Posted by fermenticattolicivivi@gmail.com su 28/04/2021

«Saranno trenta Santuari, rappresentativi di tutto il mondo, a guidare la recita del Rosario ogni giorno del mese di maggio in una maratona di preghiera dal tema: “Da tutta la Chiesa saliva incessantemente la preghiera a Dio”, per invocare la fine della pandemia.

L’iniziativa, nata per vivo desiderio di Papa Francesco e promossa dal Pontificio Consiglio per la Nuova Evangelizzazione, coinvolgerà in modo speciale tutti gli altri santuari del mondo, perché si facciano promotori presso i fedeli, le famiglie e le comunità della recita del Rosario.

La preghiera sarà aperta da Papa Francesco il primo maggio e sarà conclusa da lui stesso il 31 maggio.

La recita del Rosario sarà trasmessa in diretta sui canali ufficiali della Santa Sede alle ore 18.00 ogni giorno.»

(Fonte: https://www.vaticannews.va/)

Pregare  quando una catastrofe incombe, cantare inni a Dio chiedendogli protezione e forza, affrontare l’epidemia con preghiera, prudenza e carità come proponeva don Bosco ai suoi ragazzi, è la cosa più ragionevole per chi crede.

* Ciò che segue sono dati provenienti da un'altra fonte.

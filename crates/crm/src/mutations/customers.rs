//! Customer mutations.

use serde::{Deserialize, Serialize};
use tracing::{debug, error, info};

use crm_core::CustomerId;

use super::MutationEngine;
use crate::clock::Clock;
use crate::db::{CrmStore, CrmTransaction};
use crate::error::MutationError;
use crate::models::{Customer, CustomerInput};
use crate::repository::EntityRepository;

/// Outcome of a bulk customer import.
#[derive(Debug, Clone, Default, PartialEq, Eq, Serialize, Deserialize)]
pub struct BulkCreateCustomers {
    /// Created customers, in input order.
    pub customers: Vec<Customer>,
    /// One message per rejected row, in input order.
    pub errors: Vec<String>,
}

impl<S: CrmStore, C: Clock> MutationEngine<S, C> {
    /// Create one customer.
    ///
    /// # Errors
    ///
    /// Returns the first violated rule: [`MutationError::InvalidEmail`],
    /// [`MutationError::EmailExists`], [`MutationError::InvalidPhone`] or
    /// [`MutationError::EmptyName`]. Store faults surface as
    /// [`MutationError::StorageFailure`].
    pub async fn create_customer(&self, input: &CustomerInput) -> Result<Customer, MutationError> {
        let mut tx = self.store.begin().await?;
        let customer = EntityRepository::new(&mut tx)
            .create_customer(input)
            .await
            .inspect_err(|e| debug!(kind = ?e.kind(), "Customer rejected"))?;
        tx.commit().await?;

        info!(customer_id = %customer.id, "Customer created");
        Ok(customer)
    }

    /// Create many customers in one transaction.
    ///
    /// Rows are processed in order. A rejected row is reported in
    /// [`BulkCreateCustomers::errors`] as `"Row {n}: ..."` (1-based) and does
    /// not stop the remaining rows. An email repeated within the batch is
    /// rejected like one that already exists.
    ///
    /// # Errors
    ///
    /// Returns [`MutationError::StorageFailure`] only if the transaction
    /// cannot be opened or committed; nothing is persisted in that case.
    pub async fn bulk_create_customers(
        &self,
        rows: &[CustomerInput],
    ) -> Result<BulkCreateCustomers, MutationError> {
        let mut tx = self.store.begin().await?;
        let mut result = BulkCreateCustomers::default();

        for (index, row) in rows.iter().enumerate() {
            let row_number = index + 1;

            // Earlier rows are visible to the email lookup, so an email
            // repeated within the batch is rejected as existing.
            match EntityRepository::new(&mut tx).create_customer(row).await {
                Ok(customer) => result.customers.push(customer),
                Err(e) => {
                    if e.is_storage_failure() {
                        error!(row = row_number, error = %e, "Bulk row hit a storage failure");
                    }
                    result.errors.push(e.row_message(row_number));
                }
            }
        }

        tx.commit().await?;

        info!(
            created = result.customers.len(),
            rejected = result.errors.len(),
            "Bulk customer import finished"
        );
        Ok(result)
    }

    /// Delete a customer together with its orders.
    ///
    /// # Errors
    ///
    /// Returns [`MutationError::NotFound`] if the customer does not exist.
    pub async fn delete_customer(&self, id: CustomerId) -> Result<(), MutationError> {
        let mut tx = self.store.begin().await?;
        EntityRepository::new(&mut tx).delete_customer(id).await?;
        tx.commit().await?;

        info!(customer_id = %id, "Customer deleted");
        Ok(())
    }
}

Anche a chi ha messo la fede nel cassetto, mi sento di dire dal cuore, che la preghiera è l’unica arma che ci può fortificare in questo clima di paura e di depressione che la fa da padrone in questi tempi. Prova e vedrai.

«Tutti questi erano assidui e concordi nella preghiera, insieme con alcune donne e con Maria, la madre di Gesù e con i fratelli di lui.» (At 1, 14)

Era ciò che facevano i primi cristiani prima della Pentecoste. E’ ciò che ci chiede Papa Francesco invitandoci tutti a pregare il Rosario ogni giorno per implorare la fine di questa pandemia.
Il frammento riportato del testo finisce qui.